What Ingredients Go Into The Perfect Developer Event?

We realise quite a few Lifehacker readers work as developers or programmers, and we’re cooking up some plans for a future competition and event which would reward the most ingenious and productive amongst you. But we want to know what should go in there to make it appealing to you guys, so we’re seeking a bit of input.

We're still finalising the details, but the whole thing will culminate in a major event in Sydney. These are some of the elements we're considering including, so we'd like to know what you think would be good to include. (Select as many as you like).

Thanks for your thoughts, they'll really help us in our planning! Any additional ideas are welcome in the comments.

Picture from Wikimedia Commons


  • God, I don’t want *any* of those options.

    Comedians and models are irrelevant unless they’re technical themselves. Sure, get someone funny to host the event, but make them know *something* about it.

    Award presentations seem like they’d be pretty obscure. What achievements are you going to recognize? Best startup? Best team office? Most use of buzzwords?

    Developer networking is something I’d be interested in, but not as “Networking”, which frankly seems like a great way to make an event feel hollow. I’d rather something like speed-dating for geeks, with emphasis on making friends. Give a pre-defined social framework so that people who aren’t great at introducing themselves have an easy way to do so. Mix things up but make sure that you don’t stick a carnivorous, heavy-metal listening WOW playing graphic designer with a outdoorsy, vegan kernal hacker who hates MMO’s.

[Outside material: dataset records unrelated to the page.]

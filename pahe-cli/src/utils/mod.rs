mod files;
mod headers;
pub mod progress;

// Export utility functions
pub use self::files::{EpisodeNaming, create_dirs, output_extension};
pub use self::headers::parse_headers;
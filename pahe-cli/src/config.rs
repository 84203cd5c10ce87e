use std::path::PathBuf;

use pahe_engine::hls::{HlsConfig, VariantPreference};

use crate::utils::EpisodeNaming;

/// Configuration for the entire program
#[derive(Debug, Clone)]
pub struct ProgramConfig {
    /// Engine configuration shared by every episode
    pub hls_config: HlsConfig,

    /// Directory receiving the assembled episodes
    pub output_dir: PathBuf,

    /// Output file naming
    pub naming: EpisodeNaming,

    /// Variant wanted for every episode of the batch
    pub preference: VariantPreference,

    /// Number given to the first token
    pub first_episode: u32,

    /// Print media playlist URLs instead of downloading
    pub link_only: bool,

    /// Replace episodes that already exist in the output directory
    pub overwrite: bool,
}
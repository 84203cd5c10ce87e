use std::time::Duration;

use reqwest::header::{HeaderMap, HeaderValue};

use crate::proxy::ProxyConfig;

const DEFAULT_USER_AGENT: &str = "Mozilla/5.0 (Windows NT 10.0; Win64; x64) AppleWebKit/537.36 (KHTML, like Gecko) Chrome/126.0.0.0 Safari/537.36";

/// Origin the content host expects in the `Referer` header.
pub const DEFAULT_REFERER: &str = "https://kwik.cx/";

/// Configurable options for the downloader
#[derive(Debug, Clone)]
pub struct DownloaderConfig {
    /// Overall timeout for the entire HTTP request
    pub timeout: Duration,

    /// Connection timeout (time to establish initial connection)
    pub connect_timeout: Duration,

    /// Read timeout (maximum time between receiving data chunks)
    pub read_timeout: Duration,

    /// Whether to follow redirects
    pub follow_redirects: bool,

    /// User agent string
    pub user_agent: String,

    /// Sent on every playlist, key and segment request. `None` sends no Referer.
    pub referer: Option<String>,

    /// Custom HTTP headers for requests
    pub headers: HeaderMap,

    /// Proxy configuration (optional)
    pub proxy: Option<ProxyConfig>,

    /// Whether to use system proxy settings if available
    pub use_system_proxy: bool,
}

impl Default for DownloaderConfig {
    fn default() -> Self {
        Self {
            timeout: Duration::ZERO, // Per-request timeouts are set by the HLS stages
            connect_timeout: Duration::from_secs(10),
            read_timeout: Duration::from_secs(30),
            follow_redirects: true,
            user_agent: DEFAULT_USER_AGENT.to_owned(),
            referer: Some(DEFAULT_REFERER.to_owned()),
            headers: DownloaderConfig::get_default_headers(),
            proxy: None,
            use_system_proxy: true, // Enable system proxy by default
        }
    }
}

impl DownloaderConfig {
    pub fn builder() -> crate::builder::DownloaderConfigBuilder {
        crate::builder::DownloaderConfigBuilder::new()
    }

    pub fn get_default_headers() -> HeaderMap {
        let mut default_headers = HeaderMap::new();

        default_headers.insert(
            reqwest::header::ACCEPT_ENCODING,
            HeaderValue::from_static("gzip, deflate, br"),
        );

        default_headers.insert(
            reqwest::header::CONNECTION,
            HeaderValue::from_static("keep-alive"),
        );

        default_headers.insert(reqwest::header::ACCEPT, HeaderValue::from_static("*/*"));

        default_headers.insert(
            reqwest::header::ACCEPT_LANGUAGE,
            HeaderValue::from_static("en-US,en;q=0.5"),
        );
        default_headers
    }
}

    Workshops are always interesting, if they’re sufficently general… “How to use Ruby on Rails to improve your conversion rate” would bore me to tears, “5 ways to use online services to make moving suck less” would be great! (Or ‘Why normal people don’t get your job and how to enlighten them’ or “Why your blog sucks but is still important”).

    Panel discussions seem kinda… I dunno… Boring.

    What about talks from local startup successes to inspire people? Get someone who knows best practices to talk about how they’ve failed sometimes anyway (Failure is more interesting and believable then success).

    And maybe something TOTALLY off the wall… Like a demo of the RepRap or a cup stacking competition.